Nothing is to be left out: repeat every entry exactly as given.

── Supplied material

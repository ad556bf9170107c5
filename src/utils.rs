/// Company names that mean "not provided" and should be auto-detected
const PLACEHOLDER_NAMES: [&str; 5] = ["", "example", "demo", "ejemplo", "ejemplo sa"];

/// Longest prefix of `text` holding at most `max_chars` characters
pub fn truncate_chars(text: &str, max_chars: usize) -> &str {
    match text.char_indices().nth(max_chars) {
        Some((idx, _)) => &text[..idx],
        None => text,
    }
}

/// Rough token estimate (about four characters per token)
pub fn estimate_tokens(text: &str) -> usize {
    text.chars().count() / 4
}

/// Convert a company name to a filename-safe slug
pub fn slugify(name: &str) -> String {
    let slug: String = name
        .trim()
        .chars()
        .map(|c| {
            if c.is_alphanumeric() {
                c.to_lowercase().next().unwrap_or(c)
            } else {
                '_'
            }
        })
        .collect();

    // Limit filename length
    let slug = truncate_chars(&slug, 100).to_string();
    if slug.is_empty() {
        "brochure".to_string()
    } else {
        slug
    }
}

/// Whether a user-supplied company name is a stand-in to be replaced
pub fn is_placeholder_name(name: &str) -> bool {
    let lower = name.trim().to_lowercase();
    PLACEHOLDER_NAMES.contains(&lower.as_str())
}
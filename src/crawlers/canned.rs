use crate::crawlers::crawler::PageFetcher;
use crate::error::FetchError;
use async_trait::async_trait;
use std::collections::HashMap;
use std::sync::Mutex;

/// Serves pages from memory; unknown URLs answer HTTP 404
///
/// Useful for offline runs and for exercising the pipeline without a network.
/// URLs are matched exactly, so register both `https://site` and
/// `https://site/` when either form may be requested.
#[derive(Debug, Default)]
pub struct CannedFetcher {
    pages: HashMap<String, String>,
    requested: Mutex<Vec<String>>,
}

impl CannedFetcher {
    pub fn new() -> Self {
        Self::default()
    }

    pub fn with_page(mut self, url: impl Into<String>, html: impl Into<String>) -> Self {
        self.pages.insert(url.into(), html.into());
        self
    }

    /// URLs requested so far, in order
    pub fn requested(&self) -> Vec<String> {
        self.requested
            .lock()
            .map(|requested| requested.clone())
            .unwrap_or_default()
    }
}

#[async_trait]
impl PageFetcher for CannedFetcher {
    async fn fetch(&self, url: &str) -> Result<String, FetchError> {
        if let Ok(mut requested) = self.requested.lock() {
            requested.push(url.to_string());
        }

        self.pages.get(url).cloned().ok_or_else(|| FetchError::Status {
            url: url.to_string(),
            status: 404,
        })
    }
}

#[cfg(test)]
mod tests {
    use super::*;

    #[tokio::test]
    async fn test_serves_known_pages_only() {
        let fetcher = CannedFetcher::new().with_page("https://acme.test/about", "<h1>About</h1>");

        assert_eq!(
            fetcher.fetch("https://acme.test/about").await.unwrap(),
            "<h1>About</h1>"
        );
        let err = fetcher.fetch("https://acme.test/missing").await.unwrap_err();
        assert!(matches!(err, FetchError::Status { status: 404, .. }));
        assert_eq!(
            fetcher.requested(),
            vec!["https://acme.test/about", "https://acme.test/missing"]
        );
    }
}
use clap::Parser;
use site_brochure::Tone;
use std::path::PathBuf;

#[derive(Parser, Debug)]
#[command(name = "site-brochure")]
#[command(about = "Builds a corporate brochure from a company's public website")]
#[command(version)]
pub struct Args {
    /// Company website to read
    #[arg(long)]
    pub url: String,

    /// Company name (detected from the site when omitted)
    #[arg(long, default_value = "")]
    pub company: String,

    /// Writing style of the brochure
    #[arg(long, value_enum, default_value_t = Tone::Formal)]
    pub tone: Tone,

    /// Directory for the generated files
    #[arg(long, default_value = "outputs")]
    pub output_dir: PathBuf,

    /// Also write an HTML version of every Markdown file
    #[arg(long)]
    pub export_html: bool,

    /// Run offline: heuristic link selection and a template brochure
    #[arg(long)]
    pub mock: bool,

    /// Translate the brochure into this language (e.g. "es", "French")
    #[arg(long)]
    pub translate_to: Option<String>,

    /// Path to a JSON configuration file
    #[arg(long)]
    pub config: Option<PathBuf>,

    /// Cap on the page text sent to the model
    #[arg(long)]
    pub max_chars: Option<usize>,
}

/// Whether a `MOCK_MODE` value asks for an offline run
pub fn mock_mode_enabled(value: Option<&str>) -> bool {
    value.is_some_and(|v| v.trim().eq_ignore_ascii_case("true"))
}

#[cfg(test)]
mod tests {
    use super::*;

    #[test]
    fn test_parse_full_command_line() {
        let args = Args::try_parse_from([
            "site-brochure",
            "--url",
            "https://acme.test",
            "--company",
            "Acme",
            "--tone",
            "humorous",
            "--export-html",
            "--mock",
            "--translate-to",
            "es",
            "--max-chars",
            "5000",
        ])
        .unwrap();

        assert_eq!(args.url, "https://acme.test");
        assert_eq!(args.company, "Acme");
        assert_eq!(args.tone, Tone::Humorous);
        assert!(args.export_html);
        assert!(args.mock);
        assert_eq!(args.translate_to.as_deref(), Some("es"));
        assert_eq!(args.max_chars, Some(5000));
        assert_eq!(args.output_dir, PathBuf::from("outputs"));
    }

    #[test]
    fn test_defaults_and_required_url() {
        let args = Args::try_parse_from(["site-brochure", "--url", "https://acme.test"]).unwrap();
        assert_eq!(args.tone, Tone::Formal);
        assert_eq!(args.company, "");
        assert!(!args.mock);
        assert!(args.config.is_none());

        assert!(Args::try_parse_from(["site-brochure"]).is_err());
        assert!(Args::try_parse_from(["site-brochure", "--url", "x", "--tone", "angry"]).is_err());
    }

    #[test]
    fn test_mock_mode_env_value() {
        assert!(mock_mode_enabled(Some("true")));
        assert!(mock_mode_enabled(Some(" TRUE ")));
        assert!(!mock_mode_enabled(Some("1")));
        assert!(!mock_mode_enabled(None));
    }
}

────

## Task response
repository ad556bf9170107c5
filename src/utils.rs
/// Company names that mean "not provided" and should be auto-detected
const PLACEHOLDER_NAMES: [&str; 5] = ["", "example", "demo", "ejemplo", "ejemplo sa"];

/// Longest prefix of `text` holding at most `max_chars` characters
pub fn truncate_chars(text: &str, max_chars: usize) -> &str {
    match text.char_indices().nth(max_chars) {
        Some((idx, _)) => &text[..idx],
        None => text,
    }
}

/// Rough token estimate (about four characters per token)
pub fn estimate_tokens(text: &str) -> usize {
    text.chars().count() / 4
}

/// Convert a company name to a filename-safe slug
pub fn slugify(name: &str) -> String {
    let slug: String = name
        .trim()
        .chars()
        .map(|c| {
            if c.is_alphanumeric() {
                c.to_lowercase().next().unwrap_or(c)
            } else {
                '_'
            }
        })
        .collect();

    // Limit filename length
    let slug = truncate_chars(&slug, 100).to_string();
    if slug.is_empty() {
        "brochure".to_string()
    } else {
        slug
    }
}

/// Whether a user-supplied company name is a stand-in to be replaced
pub fn is_placeholder_name(name: &str) -> bool {
    let lower = name.trim().to_lowercase();
    PLACEHOLDER_NAMES.contains(&lower.as_str())
}
filename src/crawlers/canned.rs
use crate::crawlers::crawler::PageFetcher;
use crate::error::FetchError;
use async_trait::async_trait;
use std::collections::HashMap;
use std::sync::Mutex;

/// Serves pages from memory; unknown URLs answer HTTP 404
///
/// Useful for offline runs and for exercising the pipeline without a network.
/// URLs are matched exactly, so register both `https://site` and
/// `https://site/` when either form may be requested.
#[derive(Debug, Default)]
pub struct CannedFetcher {
    pages: HashMap<String, String>,
    requested: Mutex<Vec<String>>,
}

impl CannedFetcher {
    pub fn new() -> Self {
        Self::default()
    }

    pub fn with_page(mut self, url: impl Into<String>, html: impl Into<String>) -> Self {
        self.pages.insert(url.into(), html.into());
        self
    }

    /// URLs requested so far, in order
    pub fn requested(&self) -> Vec<String> {
        self.requested
            .lock()
            .map(|requested| requested.clone())
            .unwrap_or_default()
    }
}

#[async_trait]
impl PageFetcher for CannedFetcher {
    async fn fetch(&self, url: &str) -> Result<String, FetchError> {
        if let Ok(mut requested) = self.requested.lock() {
            requested.push(url.to_string());
        }

        self.pages.get(url).cloned().ok_or_else(|| FetchError::Status {
            url: url.to_string(),
            status: 404,
        })
    }
}

#[cfg(test)]
mod tests {
    use super::*;

    #[tokio::test]
    async fn test_serves_known_pages_only() {
        let fetcher = CannedFetcher::new().with_page("https://acme.test/about", "<h1>About</h1>");

        assert_eq!(
            fetcher.fetch("https://acme.test/about").await.unwrap(),
            "<h1>About</h1>"
        );
        let err = fetcher.fetch("https://acme.test/missing").await.unwrap_err();
        assert!(matches!(err, FetchError::Status { status: 404, .. }));
        assert_eq!(
            fetcher.requested(),
            vec!["https://acme.test/about", "https://acme.test/missing"]
        );
    }
}
use clap::Parser;
use site_brochure::Tone;
use std::path::PathBuf;

#[derive(Parser, Debug)]
#[command(name = "site-brochure")]
#[command(about = "Builds a corporate brochure from a company's public website")]
#[command(version)]
pub struct Args {
    /// Company website to read
    #[arg(long)]
    pub url: String,

    /// Company name (detected from the site when omitted)
    #[arg(long, default_value = "")]
    pub company: String,

    /// Writing style of the brochure
    #[arg(long, value_enum, default_value_t = Tone::Formal)]
    pub tone: Tone,

    /// Directory for the generated files
    #[arg(long, default_value = "outputs")]
    pub output_dir: PathBuf,

    /// Also write an HTML version of every Markdown file
    #[arg(long)]
    pub export_html: bool,

    /// Run offline: heuristic link selection and a template brochure
    #[arg(long)]
    pub mock: bool,

    /// Translate the brochure into this language (e.g. "es", "French")
    #[arg(long)]
    pub translate_to: Option<String>,

    /// Path to a JSON configuration file
    #[arg(long)]
    pub config: Option<PathBuf>,

    /// Cap on the page text sent to the model
    #[arg(long)]
    pub max_chars: Option<usize>,
}

/// Whether a `MOCK_MODE` value asks for an offline run
pub fn mock_mode_enabled(value: Option<&str>) -> bool {
    value.is_some_and(|v| v.trim().eq_ignore_ascii_case("true"))
}

#[cfg(test)]
mod tests {
    use super::*;

    #[test]
    fn test_parse_full_command_line() {
        let args = Args::try_parse_from([
            "site-brochure",
            "--url",
            "https://acme.test",
            "--company",
            "Acme",
            "--tone",
            "humorous",
            "--export-html",
            "--mock",
            "--translate-to",
            "es",
            "--max-chars",
            "5000",
        ])
        .unwrap();

        assert_eq!(args.url, "https://acme.test");
        assert_eq!(args.company, "Acme");
        assert_eq!(args.tone, Tone::Humorous);
        assert!(args.export_html);
        assert!(args.mock);
        assert_eq!(args.translate_to.as_deref(), Some("es"));
        assert_eq!(args.max_chars, Some(5000));
        assert_eq!(args.output_dir, PathBuf::from("outputs"));
    }

    #[test]
    fn test_defaults_and_required_url() {
        let args = Args::try_parse_from(["site-brochure", "--url", "https://acme.test"]).unwrap();
        assert_eq!(args.tone, Tone::Formal);
        assert_eq!(args.company, "");
        assert!(!args.mock);
        assert!(args.config.is_none());

        assert!(Args::try_parse_from(["site-brochure"]).is_err());
        assert!(Args::try_parse_from(["site-brochure", "--url", "x", "--tone", "angry"]).is_err());
    }

    #[test]
    fn test_mock_mode_env_value() {
        assert!(mock_mode_enabled(Some("true")));
        assert!(mock_mode_enabled(Some(" TRUE ")));
        assert!(!mock_mode_enabled(Some("1")));
        assert!(!mock_mode_enabled(None));
    }
}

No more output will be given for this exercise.